Group hones in on water quality, food labeling among other bills

MADISON, Wis. — The Dairy Business Association (DBA), Wisconsin’s leading dairy advocacy group, today laid out key bills and other changes the organization will push for and against during the remaining months of this year’s legislative session.

The association is honing in on further addressing the state’s water quality issues, blocking untruthful labeling of plant-based foods, protecting a shrinking farm workforce and improving the program that regulates large livestock farms.

DBA members, leaders and staff called for action on these and other priorities today in meetings with lawmakers and aides during the group’s annual Dairy Day at the Capitol.

Amy Penterman

“DBA is focused on common-sense ways to continually protect and improve not only the livelihoods of our members, but also the future of our rural communities and the well-being of our state,” DBA President Amy Penterman said. “By identifying solutions and threats, and helping lawmakers understand the impact, we are demonstrating to our state leaders the opportunities they have to bring about wide-ranging benefits.”

“Our members drive these efforts,” Penterman said. “We are proud of them for stepping up, and we are proud to stand up on their behalf.”

DBA’s key bills and programs:

CLEAN WATER:

  • Support AB 727/SB 677, which would spend a modest amount of money on clean water initiatives, including the creation of a nitrogen optimization pilot program, providing crop insurance rebates for cover crops and funding a new hydrogeologist position.
  • Support AB 728/SB 678, which makes changes to help improve water quality without spending money. This bill changes aspects of the well compensation program, farmer-led conservation grants and two other Department of Natural Resources water grant programs to make sure existing resources are used as efficiently as possible.
  • Support AB 54/SB 68 that would make improvements, including more funding, to the Farmland Preservation Program.

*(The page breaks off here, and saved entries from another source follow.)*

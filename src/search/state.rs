//! Query/page state and the accumulated result list.
//!
//! All transitions go through [`transition`], a pure function from the
//! current state and an event to the next state plus the side effects the
//! caller has to run (cache invalidation and fetches).

use crate::api::Page;
use crate::api::types::SearchEntry;
use crate::event::ApiResult;
use crate::search::{PageKey, normalize_term};

/// Caption of the load-more control while idle.
pub const LOAD_MORE_CAPTION: &str = "Load more";
/// Caption of the load-more control while a page is in flight.
pub const LOADING_CAPTION: &str = "Loading...";

#[derive(Debug, Clone, Copy, PartialEq, Eq)]
pub struct Policy {
    /// Start every new term from page 1.
    pub reset_page_on_new_query: bool,
    /// Drop responses that no longer match the term/page being loaded.
    pub discard_stale_responses: bool,
}

impl Default for Policy {
    fn default() -> Self {
        Self {
            reset_page_on_new_query: true,
            discard_stale_responses: true,
        }
    }
}

#[derive(Debug, Clone, PartialEq)]
pub enum Phase {
    /// No term set.
    Idle,
    /// A fetch for this page is in flight.
    Loading(u32),
    /// The last page resolved. `exhausted` when it was null or empty.
    Loaded { exhausted: bool },
    /// The last fetch failed.
    Failed(std::sync::Arc<String>),
}

#[derive(Debug, Clone, PartialEq)]
pub struct SearchState {
    pub term: Option<String>,
    pub page: u32,
    pub results: Vec<SearchEntry>,
    pub phase: Phase,
    pub policy: Policy,
}

#[derive(Debug, Clone)]
pub enum SearchEvent {
    /// The navigation source produced a (possibly absent) term.
    TermChanged(Option<String>),
    /// The user asked for the next page (or a retry after a failure).
    LoadMore,
    /// A fetch resolved.
    PageResolved { key: PageKey, result: ApiResult<Page> },
}

#[derive(Debug, Clone, PartialEq, Eq)]
pub enum Effect {
    Invalidate(PageKey),
    Fetch(PageKey),
}

impl SearchState {
    pub fn new(policy: Policy) -> Self {
        Self {
            term: None,
            page: 1,
            results: Vec::new(),
            phase: Phase::Idle,
            policy,
        }
    }

    /// Key for the current (term, page), if a term is set.
    pub fn current_key(&self) -> Option<PageKey> {
        self.term
            .as_ref()
            .map(|term| PageKey::new(term.clone(), self.page))
    }

    pub fn is_loading(&self) -> bool {
        matches!(self.phase, Phase::Loading(_))
    }

    pub fn error(&self) -> Option<&str> {
        match &self.phase {
            Phase::Failed(e) => Some(e.as_str()),
            _ => None,
        }
    }

    /// Whether the load-more control accepts input.
    pub fn load_more_enabled(&self) -> bool {
        self.term.is_some() && !self.is_loading()
    }

    pub fn load_more_caption(&self) -> &'static str {
        if self.is_loading() {
            LOADING_CAPTION
        } else {
            LOAD_MORE_CAPTION
        }
    }
}

impl Default for SearchState {
    fn default() -> Self {
        Self::new(Policy::default())
    }
}

/// Apply one event to the state.
pub fn transition(state: SearchState, event: SearchEvent) -> (SearchState, Vec<Effect>) {
    match event {
        SearchEvent::TermChanged(term) => on_term_changed(state, term),
        SearchEvent::LoadMore => on_load_more(state),
        SearchEvent::PageResolved { key, result } => on_page_resolved(state, key, result),
    }
}

fn on_term_changed(state: SearchState, term: Option<String>) -> (SearchState, Vec<Effect>) {
    let term = normalize_term(term.as_deref());
    let page = if state.policy.reset_page_on_new_query {
        1
    } else {
        state.page
    };

    let Some(term) = term else {
        let next = SearchState {
            term: None,
            page,
            results: Vec::new(),
            phase: Phase::Idle,
            policy: state.policy,
        };
        return (next, Vec::new());
    };

    let key = PageKey::new(term.clone(), page);
    let next = SearchState {
        term: Some(term),
        page,
        results: Vec::new(),
        phase: Phase::Loading(page),
        policy: state.policy,
    };
    (next, vec![Effect::Fetch(key)])
}

fn on_load_more(state: SearchState) -> (SearchState, Vec<Effect>) {
    if !state.load_more_enabled() {
        return (state, Vec::new());
    }
    let Some(current) = state.current_key() else {
        return (state, Vec::new());
    };

    // A failed page is retried in place; otherwise move on to the next one.
    let next_page = match state.phase {
        Phase::Failed(_) => state.page,
        _ => state.page + 1,
    };
    let next_key = PageKey::new(current.term.clone(), next_page);

    let next = SearchState {
        page: next_page,
        phase: Phase::Loading(next_page),
        ..state
    };
    (
        next,
        vec![Effect::Invalidate(current), Effect::Fetch(next_key)],
    )
}

fn on_page_resolved(
    state: SearchState,
    key: PageKey,
    result: ApiResult<Page>,
) -> (SearchState, Vec<Effect>) {
    let expected = state.term.as_deref() == Some(key.term.as_str())
        && state.phase == Phase::Loading(key.page);

    if !expected {
        if state.policy.discard_stale_responses {
            tracing::debug!(%key, "discarding stale search response");
            return (state, Vec::new());
        }
        // Unguarded: late data is still appended, the phase is left alone.
        let results = match result {
            Ok(Some(entries)) => concat(state.results, entries),
            _ => state.results,
        };
        return (SearchState { results, ..state }, Vec::new());
    }

    let next = match result {
        Ok(Some(entries)) => {
            let exhausted = entries.is_empty();
            SearchState {
                results: concat(state.results, entries),
                phase: Phase::Loaded { exhausted },
                ..state
            }
        }
        Ok(None) => SearchState {
            phase: Phase::Loaded { exhausted: true },
            ..state
        },
        Err(e) => {
            tracing::warn!(%key, error = %e, "search page failed");
            SearchState {
                phase: Phase::Failed(e),
                ..state
            }
        }
    };
    (next, Vec::new())
}

fn concat(mut results: Vec<SearchEntry>, page: Vec<SearchEntry>) -> Vec<SearchEntry> {
    results.extend(page);
    results
}

#[cfg(test)]
mod tests {
    use std::sync::Arc;

    use super::*;
    use crate::api::types::{Channel, Playlist};
    use crate::ui::cards::{CardKind, card_kind};

    fn video(id: &str) -> SearchEntry {
        serde_json::from_value(serde_json::json!({"type": "video", "videoId": id})).unwrap()
    }

    fn channel(id: &str) -> SearchEntry {
        SearchEntry::Channel(
            serde_json::from_value::<Channel>(serde_json::json!({"authorId": id})).unwrap(),
        )
    }

    fn playlist(id: &str) -> SearchEntry {
        SearchEntry::Playlist(
            serde_json::from_value::<Playlist>(serde_json::json!({"playlistId": id})).unwrap(),
        )
    }

    fn keys(state: &SearchState) -> Vec<&str> {
        state.results.iter().map(SearchEntry::key).collect()
    }

    fn navigate(state: SearchState, term: &str) -> (SearchState, Vec<Effect>) {
        transition(state, SearchEvent::TermChanged(Some(term.to_owned())))
    }

    fn resolve(state: SearchState, term: &str, page: u32, result: ApiResult<Page>) -> SearchState {
        let (next, effects) = transition(
            state,
            SearchEvent::PageResolved {
                key: PageKey::new(term, page),
                result,
            },
        );
        assert!(effects.is_empty());
        next
    }

    #[test]
    fn starts_idle_without_term() {
        let state = SearchState::default();
        assert_eq!(state.phase, Phase::Idle);
        assert!(!state.load_more_enabled());
        assert_eq!(state.current_key(), None);
    }

    #[test]
    fn unset_term_issues_no_request() {
        let (state, effects) = transition(SearchState::default(), SearchEvent::TermChanged(None));
        assert!(effects.is_empty());
        assert_eq!(state.phase, Phase::Idle);

        let (state, effects) = navigate(state, "   ");
        assert!(effects.is_empty());
        assert_eq!(state.term, None);
    }

    #[test]
    fn first_page_renders_in_backend_order() {
        let (state, effects) = navigate(SearchState::default(), "cats");
        assert_eq!(effects, vec![Effect::Fetch(PageKey::new("cats", 1))]);
        assert!(state.is_loading());
        assert_eq!(state.load_more_caption(), LOADING_CAPTION);
        assert!(!state.load_more_enabled());

        let state = resolve(state, "cats", 1, Ok(Some(vec![video("v1"), channel("c1")])));
        let kinds: Vec<CardKind> = state.results.iter().map(card_kind).collect();
        assert_eq!(kinds, vec![CardKind::Video, CardKind::Channel]);
        assert_eq!(keys(&state), ["v1", "c1"]);
        assert_eq!(state.phase, Phase::Loaded { exhausted: false });
        assert_eq!(state.load_more_caption(), LOAD_MORE_CAPTION);
        assert!(state.load_more_enabled());
    }

    #[test]
    fn load_more_requests_next_page_and_appends() {
        let (state, _) = navigate(SearchState::default(), "cats");
        let state = resolve(state, "cats", 1, Ok(Some(vec![video("v1"), channel("c1")])));

        let (state, effects) = transition(state, SearchEvent::LoadMore);
        assert_eq!(
            effects,
            vec![
                Effect::Invalidate(PageKey::new("cats", 1)),
                Effect::Fetch(PageKey::new("cats", 2)),
            ]
        );
        assert_eq!(crate::api::page_path(&PageKey::new("cats", 2)), "/api/s?q=cats&p=2");
        assert_eq!(state.page, 2);

        let state = resolve(state, "cats", 2, Ok(Some(vec![playlist("p1")])));
        assert_eq!(keys(&state), ["v1", "c1", "p1"]);
        assert_eq!(card_kind(&state.results[2]), CardKind::Playlist);
    }

    #[test]
    fn accumulated_list_is_concatenation_of_pages() {
        let pages = vec![
            vec![video("a"), video("b")],
            vec![channel("c")],
            vec![playlist("d"), video("e")],
        ];

        let (mut state, _) = navigate(SearchState::default(), "mix");
        for (i, page) in pages.iter().enumerate() {
            if i > 0 {
                state = transition(state, SearchEvent::LoadMore).0;
            }
            state = resolve(state, "mix", i as u32 + 1, Ok(Some(page.clone())));
        }

        let expected: Vec<SearchEntry> = pages.into_iter().flatten().collect();
        assert_eq!(state.results, expected);
    }

    #[test]
    fn term_change_clears_results_and_restarts_at_page_one() {
        let (state, _) = navigate(SearchState::default(), "cats");
        let state = resolve(state, "cats", 1, Ok(Some(vec![video("v1")])));
        let (state, _) = transition(state, SearchEvent::LoadMore);
        let state = resolve(state, "cats", 2, Ok(Some(vec![video("v2")])));
        assert_eq!(state.page, 2);

        let (state, effects) = navigate(state, "dogs");
        assert!(state.results.is_empty());
        assert_eq!(state.term.as_deref(), Some("dogs"));
        assert_eq!(effects, vec![Effect::Fetch(PageKey::new("dogs", 1))]);
    }

    #[test]
    fn term_change_can_keep_page_counter() {
        let policy = Policy {
            reset_page_on_new_query: false,
            ..Policy::default()
        };
        let (state, _) = navigate(SearchState::new(policy), "cats");
        let state = resolve(state, "cats", 1, Ok(Some(vec![video("v1")])));
        let (state, _) = transition(state, SearchEvent::LoadMore);

        let (state, effects) = navigate(state, "dogs");
        assert!(state.results.is_empty());
        assert_eq!(effects, vec![Effect::Fetch(PageKey::new("dogs", 2))]);
    }

    #[test]
    fn null_page_renders_nothing_and_keeps_load_more_clickable() {
        let (state, _) = navigate(SearchState::default(), "cats");
        let state = resolve(state, "cats", 1, Ok(None));
        assert!(state.results.is_empty());
        assert_eq!(state.phase, Phase::Loaded { exhausted: true });
        assert_eq!(state.error(), None);
        assert!(state.load_more_enabled());
    }

    #[test]
    fn load_more_is_ignored_while_loading() {
        let (state, _) = navigate(SearchState::default(), "cats");
        let (state, effects) = transition(state, SearchEvent::LoadMore);
        assert!(effects.is_empty());
        assert_eq!(state.page, 1);
        assert_eq!(state.phase, Phase::Loading(1));
    }

    #[test]
    fn failure_is_retried_on_the_same_page() {
        let (state, _) = navigate(SearchState::default(), "cats");
        let state = resolve(state, "cats", 1, Err(Arc::new("connection refused".into())));
        assert_eq!(state.error(), Some("connection refused"));
        assert!(state.load_more_enabled());

        let (state, effects) = transition(state, SearchEvent::LoadMore);
        assert_eq!(
            effects,
            vec![
                Effect::Invalidate(PageKey::new("cats", 1)),
                Effect::Fetch(PageKey::new("cats", 1)),
            ]
        );
        assert_eq!(state.phase, Phase::Loading(1));
    }

    #[test]
    fn unknown_entry_does_not_stall_pagination() {
        let body = r#"[
            {"type": "video", "videoId": "v1"},
            {"type": "hashtag", "title": "cats"},
            {"type": "channel", "authorId": "c1"}
        ]"#;
        let page = crate::api::decode_page(body).map_err(|e| Arc::new(e.to_string()));

        let (state, _) = navigate(SearchState::default(), "cats");
        let state = resolve(state, "cats", 1, page);
        assert_eq!(keys(&state), ["v1", "c1"]);
        assert_eq!(state.error(), None);

        let (state, effects) = transition(state, SearchEvent::LoadMore);
        assert_eq!(
            effects,
            vec![
                Effect::Invalidate(PageKey::new("cats", 1)),
                Effect::Fetch(PageKey::new("cats", 2)),
            ]
        );
        assert_eq!(state.phase, Phase::Loading(2));
    }

    #[test]
    fn stale_response_for_abandoned_term_is_dropped() {
        let (state, _) = navigate(SearchState::default(), "cats");
        let (state, _) = navigate(state, "dogs");

        let state = resolve(state, "cats", 1, Ok(Some(vec![video("late")])));
        assert!(state.results.is_empty());
        assert_eq!(state.phase, Phase::Loading(1));

        let state = resolve(state, "dogs", 1, Ok(Some(vec![channel("d1")])));
        assert_eq!(keys(&state), ["d1"]);
    }

    #[test]
    fn stale_response_is_appended_when_unguarded() {
        let policy = Policy {
            discard_stale_responses: false,
            ..Policy::default()
        };
        let (state, _) = navigate(SearchState::new(policy), "cats");
        let (state, _) = navigate(state, "dogs");

        let state = resolve(state, "cats", 1, Ok(Some(vec![video("late")])));
        assert_eq!(keys(&state), ["late"]);
        assert_eq!(state.phase, Phase::Loading(1));
    }
}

TRUTH-IN-LABELING FOR DAIRY/MEAT: 

  • Support AB 73/SB 81, AB 75/SB 82 and AB 74/SB 83, which seek to ban the labeling of food as milk or as a dairy product or ingredient if the food is not made from the milk of a cow or another hooved mammal, and would essentially do the same for meat products.
  • Consumers are being misled by this false labeling that uses terms like milk, cheese and ice cream. The use of such terms suggests that plant-based products have the same nutritional content of milk and other dairy products, which is not true.
  • The plant-based industry uses dairy terms to ride on the marketing coattails of dairy farmers and processors. This practice is inherently unfair as money paid by dairy farmers into the dairy checkoff is used to promote milk, cheese and other dairy products.
  • The same labeling protections should be offered to meat products. There is a rise in plant-based products that imitate meat, and lab-cultured meat products are just around the corner.

AGRICULTURAL WORKFORCE:

  • Oppose AB 601/SB 579 and other measures that could hurt the farm workforce. This bill would require police to ask for documentation that someone is lawfully present in the state if they are arrested or even stopped for a traffic ticket. People who cannot show adequate proof would be reported to immigration officials.
  • Labor shortages have plagued the dairy community for decades, and the pandemic has only made things worse. Farmers and processors need all the workers they can get.
  • A large proportion of the workers on our farms and in our dairy plants are recent immigrants.
  • These bills would contribute to racial profiling and mistaken detentions. They would also send the message to some workers that they are not welcome here at a time when they are needed the most.

CAFO PROGRAM: 

  • Support improvements to the CAFO program that would provide an efficient and effective way to permit and regulate larger farms.
  • The current system is known for unreasonable delays, high staff turnover and an unproductive focus on permitting over long-term compliance. We can have a system that saves staff time, relies more on private industry and focuses on continuous and quantifiable environmental improvement.
  • Increased CAFO fees and more staff are often offered as solutions to the program’s problems. DBA is not opposed to that but only if those changes are part of a broader package of improvements.